### Collected data entries
----
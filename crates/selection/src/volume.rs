//! Hit testing of world-space primitives against a scissored view.
//!
//! After [`SelectionVolume::begin_mesh`] every primitive is transformed into
//! the scissored clip space, clipped to the pick box and measured relative to
//! the pointer, which sits at the device-space origin.

use glam::{Mat4, Vec2, Vec3};

use crate::aabb::Aabb;
use crate::clip::{clip_line, clip_point, clip_polygon, project};
use crate::intersection::{IntersectionBands, SelectionIntersection};
use crate::view::View;

/// Polygons whose normal z is below this are treated as edge-on
const EDGE_ON_EPSILON: f32 = 1e-6;

/// Polygons whose normal is shorter than this have no area
const ZERO_AREA_EPSILON: f32 = 1e-12;

/// Which screen-space winding is discarded
#[derive(Debug, Clone, Copy, PartialEq, Eq, Default)]
pub enum CullMode {
    #[default]
    None,
    /// Discard polygons that appear clockwise on screen
    Clockwise,
    /// Discard polygons that appear counter-clockwise on screen
    CounterClockwise,
}

/// Primitive tester bound to one scissored view
#[derive(Debug, Clone)]
pub struct SelectionVolume {
    view: View,
    bands: IntersectionBands,
    local2view: Mat4,
    cull: CullMode,
    near: Vec3,
    far: Vec3,
}

impl SelectionVolume {
    pub fn new(view: &View, bands: IntersectionBands) -> Self {
        let mut volume = Self {
            view: *view,
            bands,
            local2view: view.view_matrix(),
            cull: CullMode::None,
            near: Vec3::ZERO,
            far: Vec3::ZERO,
        };
        volume.begin_mesh(Mat4::IDENTITY, false);
        volume
    }

    pub fn view(&self) -> &View {
        &self.view
    }

    pub fn bands(&self) -> &IntersectionBands {
        &self.bands
    }

    pub fn cull_mode(&self) -> CullMode {
        self.cull
    }

    /// Start testing an object placed by `local_to_world`. Two-sided geometry
    /// in a wireframe view is never culled.
    pub fn begin_mesh(&mut self, local_to_world: Mat4, two_sided: bool) {
        self.local2view = self.view.view_matrix() * local_to_world;
        self.cull = if two_sided && !self.view.fill() {
            CullMode::None
        } else if local_to_world.determinant() >= 0.0 {
            CullMode::Clockwise
        } else {
            CullMode::CounterClockwise
        };

        let screen2local = self.local2view.inverse();
        self.near = screen2local.project_point3(Vec3::new(0.0, 0.0, -1.0));
        self.far = screen2local.project_point3(Vec3::new(0.0, 0.0, 1.0));
    }

    /// Pointer line at the near plane, in local space
    pub fn near(&self) -> Vec3 {
        self.near
    }

    /// Pointer line at the far plane, in local space
    pub fn far(&self) -> Vec3 {
        self.far
    }

    pub fn test_point(&self, point: Vec3, best: &mut SelectionIntersection) {
        let Some(clipped) = clip_point(&self.local2view, point) else {
            return;
        };
        let Some(p) = project(clipped) else {
            return;
        };
        let hit = SelectionIntersection::new(p.z, p.truncate().length_squared());
        best.assign_if_closer(hit, &self.bands);
    }

    pub fn test_points(&self, points: &[Vec3], best: &mut SelectionIntersection) {
        for &point in points {
            self.test_point(point, best);
        }
    }

    pub fn test_segment(&self, a: Vec3, b: Vec3, best: &mut SelectionIntersection) {
        let Some([p0, p1]) = clip_line(&self.local2view, a, b) else {
            return;
        };
        let (Some(p0), Some(p1)) = (project(p0), project(p1)) else {
            return;
        };
        best.assign_if_closer(segment_intersection(p0, p1), &self.bands);
    }

    /// Independent segments from consecutive vertex pairs
    pub fn test_lines(&self, vertices: &[Vec3], best: &mut SelectionIntersection) {
        for pair in vertices.chunks_exact(2) {
            self.test_segment(pair[0], pair[1], best);
        }
    }

    pub fn test_line_strip(&self, vertices: &[Vec3], best: &mut SelectionIntersection) {
        for pair in vertices.windows(2) {
            self.test_segment(pair[0], pair[1], best);
        }
    }

    pub fn test_line_loop(&self, vertices: &[Vec3], best: &mut SelectionIntersection) {
        self.test_line_strip(vertices, best);
        if vertices.len() > 2 {
            self.test_segment(vertices[vertices.len() - 1], vertices[0], best);
        }
    }

    /// A single convex polygon
    pub fn test_polygon(&self, vertices: &[Vec3], best: &mut SelectionIntersection) {
        if vertices.len() < 3 {
            return;
        }
        let Some(clipped) = clip_polygon(&self.local2view, vertices) else {
            return;
        };
        let Some(projected) = clipped.into_iter().map(project).collect::<Option<Vec<_>>>() else {
            return;
        };
        if let Some(hit) = polygon_intersection(&projected, self.cull) {
            best.assign_if_closer(hit, &self.bands);
        }
    }

    pub fn test_triangles(&self, vertices: &[Vec3], indices: &[u32], best: &mut SelectionIntersection) {
        for tri in indices.chunks_exact(3) {
            if let Some(polygon) = gather(vertices, tri) {
                self.test_polygon(&polygon, best);
            }
        }
    }

    pub fn test_quads(&self, vertices: &[Vec3], indices: &[u32], best: &mut SelectionIntersection) {
        for quad in indices.chunks_exact(4) {
            if let Some(polygon) = gather(vertices, quad) {
                self.test_polygon(&polygon, best);
            }
        }
    }

    /// Triangle strip; every other triangle is re-wound to keep facing consistent
    pub fn test_triangle_strip(&self, vertices: &[Vec3], indices: &[u32], best: &mut SelectionIntersection) {
        for (i, tri) in indices.windows(3).enumerate() {
            let order = if i % 2 == 0 {
                [tri[0], tri[1], tri[2]]
            } else {
                [tri[1], tri[0], tri[2]]
            };
            if let Some(polygon) = gather(vertices, &order) {
                self.test_polygon(&polygon, best);
            }
        }
    }

    /// Quad strip over vertex pairs `(0,1), (2,3), ...`
    pub fn test_quad_strip(&self, vertices: &[Vec3], indices: &[u32], best: &mut SelectionIntersection) {
        let mut i = 0;
        while i + 3 < indices.len() {
            let quad = [indices[i], indices[i + 1], indices[i + 3], indices[i + 2]];
            if let Some(polygon) = gather(vertices, &quad) {
                self.test_polygon(&polygon, best);
            }
            i += 2;
        }
    }

    /// The six outward-facing faces of a box
    pub fn test_aabb(&self, aabb: &Aabb, best: &mut SelectionIntersection) {
        if !aabb.is_valid() {
            return;
        }
        for axis in 0..3 {
            for positive in [true, false] {
                self.test_polygon(&aabb.face(axis, positive), best);
            }
        }
    }
}

fn gather(vertices: &[Vec3], indices: &[u32]) -> Option<Vec<Vec3>> {
    indices
        .iter()
        .map(|&i| vertices.get(i as usize).copied())
        .collect()
}

/// Closest point of a projected segment to the view ray through the origin
fn segment_intersection(a: Vec3, b: Vec3) -> SelectionIntersection {
    let point = segment_closest_to_origin(a, b);
    SelectionIntersection::new(point.z, point.truncate().length_squared())
}

fn segment_closest_to_origin(a: Vec3, b: Vec3) -> Vec3 {
    let ab = (b - a).truncate();
    let length_squared = ab.length_squared();
    if length_squared <= f32::EPSILON {
        return if a.z <= b.z { a } else { b };
    }
    let t = (-a.truncate().dot(ab) / length_squared).clamp(0.0, 1.0);
    a.lerp(b, t)
}

fn signed_area_xy(points: &[Vec3]) -> f32 {
    let mut area = 0.0;
    let mut previous = points[points.len() - 1];
    for &current in points {
        area += previous.x * current.y - current.x * previous.y;
        previous = current;
    }
    area * 0.5
}

/// Newell normal; robust for any planar polygon
fn polygon_normal(points: &[Vec3]) -> Vec3 {
    let mut normal = Vec3::ZERO;
    let mut previous = points[points.len() - 1];
    for &current in points {
        normal.x += (previous.y - current.y) * (previous.z + current.z);
        normal.y += (previous.z - current.z) * (previous.x + current.x);
        normal.z += (previous.x - current.x) * (previous.y + current.y);
        previous = current;
    }
    normal
}

/// Crossing-number test of the origin against a 2D polygon
fn origin_in_polygon(points: &[Vec3]) -> bool {
    let mut inside = false;
    let mut previous: Vec2 = points[points.len() - 1].truncate();
    for current in points.iter().map(|p| p.truncate()) {
        if (current.y > 0.0) != (previous.y > 0.0) {
            let x = current.x + (0.0 - current.y) * (previous.x - current.x) / (previous.y - current.y);
            if x > 0.0 {
                inside = !inside;
            }
        }
        previous = current;
    }
    inside
}

fn polygon_intersection(points: &[Vec3], cull: CullMode) -> Option<SelectionIntersection> {
    let normal = polygon_normal(points);
    if normal.length_squared() <= ZERO_AREA_EPSILON {
        return None;
    }

    let area = signed_area_xy(points);
    match cull {
        CullMode::Clockwise if area < 0.0 => return None,
        CullMode::CounterClockwise if area > 0.0 => return None,
        _ => {}
    }

    if !origin_in_polygon(points) {
        let mut best = SelectionIntersection::INVALID;
        let mut previous = points[points.len() - 1];
        for &current in points {
            let hit = segment_intersection(previous, current);
            if hit.distance() < best.distance()
                || (hit.distance() == best.distance() && hit.depth() < best.depth())
            {
                best = hit;
            }
            previous = current;
        }
        return best.is_valid().then_some(best);
    }

    let normal = normal.normalize();
    if normal.z.abs() < EDGE_ON_EPSILON {
        let depth = points.iter().map(|p| p.z).fold(f32::MAX, f32::min);
        return Some(SelectionIntersection::with_tie_break(depth, 0.0, 1.0 - normal.z.abs()));
    }
    // plane through points[0]; the view ray is the z axis through the origin
    let depth = normal.dot(points[0]) / normal.z;
    Some(SelectionIntersection::new(depth, 0.0))
}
----
### Your task
The response must consist solely of the lines from the top of the records through the line holding "self.local2view = self.view.view_matrix()", copied word for word.

### Written response
filename crates/selection/src/volume.rs
//! Hit testing of world-space primitives against a scissored view.
//!
//! After [`SelectionVolume::begin_mesh`] every primitive is transformed into
//! the scissored clip space, clipped to the pick box and measured relative to
//! the pointer, which sits at the device-space origin.

use glam::{Mat4, Vec2, Vec3};

use crate::aabb::Aabb;
use crate::clip::{clip_line, clip_point, clip_polygon, project};
use crate::intersection::{IntersectionBands, SelectionIntersection};
use crate::view::View;

/// Polygons whose normal z is below this are treated as edge-on
const EDGE_ON_EPSILON: f32 = 1e-6;

/// Polygons whose normal is shorter than this have no area
const ZERO_AREA_EPSILON: f32 = 1e-12;

/// Which screen-space winding is discarded
#[derive(Debug, Clone, Copy, PartialEq, Eq, Default)]
pub enum CullMode {
    #[default]
    None,
    /// Discard polygons that appear clockwise on screen
    Clockwise,
    /// Discard polygons that appear counter-clockwise on screen
    CounterClockwise,
}

/// Primitive tester bound to one scissored view
#[derive(Debug, Clone)]
pub struct SelectionVolume {
    view: View,
    bands: IntersectionBands,
    local2view: Mat4,
    cull: CullMode,
    near: Vec3,
    far: Vec3,
}

impl SelectionVolume {
    pub fn new(view: &View, bands: IntersectionBands) -> Self {
        let mut volume = Self {
            view: *view,
            bands,
            local2view: view.view_matrix(),
            cull: CullMode::None,
            near: Vec3::ZERO,
            far: Vec3::ZERO,
        };
        volume.begin_mesh(Mat4::IDENTITY, false);
        volume
    }

    pub fn view(&self) -> &View {
        &self.view
    }

    pub fn bands(&self) -> &IntersectionBands {
        &self.bands
    }

    pub fn cull_mode(&self) -> CullMode {
        self.cull
    }

    /// Start testing an object placed by `local_to_world`. Two-sided geometry
    /// in a wireframe view is never culled.
    pub fn begin_mesh(&mut self, local_to_world: Mat4, two_sided: bool) {
        self.local2view = self.view.view_matrix() * local_to_world;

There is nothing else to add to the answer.